Exercise data:

----------

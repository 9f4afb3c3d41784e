//! Agent Registry
//!
//! Owns every registered agent, drives its start/stop lifecycle, and watches
//! its state stream.
//!
//! The agent map sits behind a single `RwLock`: `register`/`unregister` take
//! the write side, lookups take the read side and hand out `Arc` snapshots so
//! the lock is never held while an agent is running. A separate lifecycle
//! mutex serializes registrations, which may await `start`/`stop`.

use std::collections::HashMap;
use std::sync::Arc;

use dashmap::DashMap;
use tokio::sync::broadcast::{self, error::RecvError};
use tokio::sync::{Mutex, RwLock};
use tokio_util::sync::CancellationToken;
use tracing::{debug, info, warn};

use crate::agent::{Agent, AgentInput, AgentState, Capability, InputSource};
use crate::event_bus::{CoordinatorEvent, EventBus};
use crate::matcher;

struct Registration {
    agent: Arc<dyn Agent>,
    /// Registration order, used to break priority ties
    seq: u64,
    /// Stops this registration's state watcher
    watcher: CancellationToken,
}

#[derive(Default)]
struct RegistryInner {
    agents: HashMap<String, Registration>,
    next_seq: u64,
}

/// Registry of agents keyed by name
pub struct AgentRegistry {
    inner: RwLock<RegistryInner>,
    /// Last state each agent pushed
    states: Arc<DashMap<String, AgentState>>,
    events: EventBus,
    /// Serializes register/unregister/shutdown so a name is never mid-swap
    lifecycle: Mutex<()>,
    /// Parent of every watcher token
    shutdown: CancellationToken,
}

impl AgentRegistry {
    /// Create an empty registry publishing on `events`
    #[must_use]
    pub fn new(events: EventBus) -> Self {
        Self {
            inner: RwLock::new(RegistryInner::default()),
            states: Arc::new(DashMap::new()),
            events,
            lifecycle: Mutex::new(()),
            shutdown: CancellationToken::new(),
        }
    }

    /// Event bus this registry publishes on
    #[must_use]
    pub fn events(&self) -> &EventBus {
        &self.events
    }

    /// Register an agent, start it, then start its dependencies.
    ///
    /// An agent already registered under the same name is taken out of the
    /// registry and fully stopped before the new one is stored.
    pub async fn register(&self, agent: Arc<dyn Agent>) {
        let name = agent.name().to_string();
        let _lifecycle = self.lifecycle.lock().await;

        let previous = self.inner.write().await.agents.remove(&name);
        if let Some(previous) = previous {
            warn!(agent = %name, "Agent already registered, stopping previous instance");
            self.retire(&name, previous).await;
        }

        let watcher = self.shutdown.child_token();
        self.spawn_watcher(name.clone(), agent.state_stream(), watcher.clone());

        {
            let mut inner = self.inner.write().await;
            let seq = inner.next_seq;
            inner.next_seq += 1;
            inner.agents.insert(
                name.clone(),
                Registration {
                    agent: Arc::clone(&agent),
                    seq,
                    watcher,
                },
            );
        }

        info!(
            agent = %name,
            capabilities = ?agent.capabilities(),
            priority = agent.priority(),
            local = agent.is_local(),
            version = %agent.version(),
            "Registering agent"
        );
        self.events
            .publish(CoordinatorEvent::AgentRegistered { agent: name.clone() });

        self.start_agent(agent.as_ref()).await;
        self.start_dependencies(agent.as_ref()).await;

        debug!(agent = %name, "Registered agent");
    }

    /// Stop and remove an agent. Returns `false` if no agent has that name.
    pub async fn unregister(&self, name: &str) -> bool {
        let _lifecycle = self.lifecycle.lock().await;

        let removed = self.inner.write().await.agents.remove(name);
        let Some(registration) = removed else {
            warn!(agent = %name, "Cannot unregister agent: not found");
            return false;
        };
        self.retire(name, registration).await;

        info!(agent = %name, "Unregistered agent");
        self.events.publish(CoordinatorEvent::AgentUnregistered {
            agent: name.to_string(),
        });
        true
    }

    /// Agents eligible for an input, highest priority first.
    ///
    /// Ties keep registration order.
    pub async fn candidates(&self, input: &AgentInput) -> Vec<Arc<dyn Agent>> {
        let inner = self.inner.read().await;
        let mut selected: Vec<&Registration> = inner
            .agents
            .values()
            .filter(|registration| {
                let eligible = is_candidate(registration.agent.as_ref(), input);
                debug!(agent = %registration.agent.name(), eligible, "Candidate check");
                eligible
            })
            .collect();

        selected.sort_by(|a, b| {
            b.agent
                .priority()
                .cmp(&a.agent.priority())
                .then(a.seq.cmp(&b.seq))
        });
        selected
            .into_iter()
            .map(|registration| Arc::clone(&registration.agent))
            .collect()
    }

    /// Look up an agent by name
    pub async fn get(&self, name: &str) -> Option<Arc<dyn Agent>> {
        self.inner
            .read()
            .await
            .agents
            .get(name)
            .map(|registration| Arc::clone(&registration.agent))
    }

    /// Registered names in registration order
    pub async fn names(&self) -> Vec<String> {
        self.ordered()
            .await
            .iter()
            .map(|agent| agent.name().to_string())
            .collect()
    }

    /// Agents advertising `AdjustableTone`, in registration order
    pub async fn adjustable_agents(&self) -> Vec<Arc<dyn Agent>> {
        self.ordered()
            .await
            .into_iter()
            .filter(|agent| agent.has_capability(Capability::AdjustableTone))
            .collect()
    }

    /// Number of registered agents
    pub async fn len(&self) -> usize {
        self.inner.read().await.agents.len()
    }

    /// Whether no agent is registered
    pub async fn is_empty(&self) -> bool {
        self.inner.read().await.agents.is_empty()
    }

    /// Last state pushed by an agent, if it has pushed one
    #[must_use]
    pub fn observed_state(&self, name: &str) -> Option<AgentState> {
        self.states.get(name).map(|state| *state)
    }

    /// Stop every agent and clear the registry
    pub async fn shutdown(&self) {
        let _lifecycle = self.lifecycle.lock().await;
        let drained: Vec<(String, Registration)> =
            self.inner.write().await.agents.drain().collect();

        for (name, registration) in drained {
            self.retire(&name, registration).await;
            self.events
                .publish(CoordinatorEvent::AgentUnregistered { agent: name });
        }
        info!("Agent registry shut down");
    }

    /// Cancel the watcher, forget the observed state, then stop the agent.
    /// The registration must already be out of the map.
    async fn retire(&self, name: &str, registration: Registration) {
        // Cancel before clearing the state: a watcher checks its token under
        // the same map entry lock before writing
        registration.watcher.cancel();
        self.states.remove(name);
        registration.agent.stop().await;
    }

    async fn ordered(&self) -> Vec<Arc<dyn Agent>> {
        let inner = self.inner.read().await;
        let mut registrations: Vec<&Registration> = inner.agents.values().collect();
        registrations.sort_by_key(|registration| registration.seq);
        registrations
            .into_iter()
            .map(|registration| Arc::clone(&registration.agent))
            .collect()
    }

    async fn start_agent(&self, agent: &dyn Agent) {
        if !agent.is_available() {
            info!(agent = %agent.name(), "Agent is not available, skipping start");
            return;
        }
        debug!(agent = %agent.name(), "Starting agent");
        agent.start().await;
    }

    async fn start_dependencies(&self, agent: &dyn Agent) {
        for dependency_name in agent.dependencies() {
            let Some(dependency) = self.get(&dependency_name).await else {
                warn!(
                    agent = %agent.name(),
                    dependency = %dependency_name,
                    "Dependency not found"
                );
                continue;
            };

            if !dependency.is_available() {
                info!(dependency = %dependency_name, "Dependency is not available");
                continue;
            }

            debug!(
                agent = %agent.name(),
                dependency = %dependency_name,
                "Starting dependency"
            );
            dependency.start().await;
        }
    }

    fn spawn_watcher(
        &self,
        name: String,
        mut stream: broadcast::Receiver<AgentState>,
        token: CancellationToken,
    ) {
        let states = Arc::clone(&self.states);
        let events = self.events.clone();

        tokio::spawn(async move {
            loop {
                tokio::select! {
                    biased;
                    _ = token.cancelled() => break,
                    received = stream.recv() => match received {
                        Ok(state) => {
                            {
                                let entry = states.entry(name.clone());
                                if token.is_cancelled() {
                                    break;
                                }
                                entry.insert(state);
                            }
                            match state {
                                AgentState::Ready => info!(agent = %name, "Agent is ready"),
                                AgentState::Busy => debug!(agent = %name, "Agent is busy"),
                                AgentState::Failed => warn!(agent = %name, "Agent has failed"),
                            }
                            events.publish(CoordinatorEvent::AgentStateChanged {
                                agent: name.clone(),
                                state,
                            });
                        }
                        Err(RecvError::Lagged(skipped)) => {
                            warn!(agent = %name, skipped, "State watcher lagged");
                        }
                        Err(RecvError::Closed) => break,
                    },
                }
            }
            debug!(agent = %name, "State watcher stopped");
        });
    }
}

impl Default for AgentRegistry {
    fn default() -> Self {
        Self::new(EventBus::default())
    }
}

impl Drop for AgentRegistry {
    fn drop(&mut self) {
        self.shutdown.cancel();
    }
}

fn is_candidate(agent: &dyn Agent, input: &AgentInput) -> bool {
    if !agent.is_available() {
        return false;
    }
    match input.source {
        InputSource::Text => {
            (agent.has_capability(Capability::ProcessesText)
                || agent.has_capability(Capability::ProcessesAudio))
                && input
                    .command()
                    .is_some_and(|command| matcher::supports(command, agent.supported_commands()))
        }
        InputSource::Audio => agent.has_capability(Capability::ProcessesAudio),
        InputSource::Ui => true,
    }
}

----------

Required work: Your answer must be every line from the listing above that holds the string "pushed".

Final answer:
    /// Last state each agent pushed
    /// Last state pushed by an agent, if it has pushed one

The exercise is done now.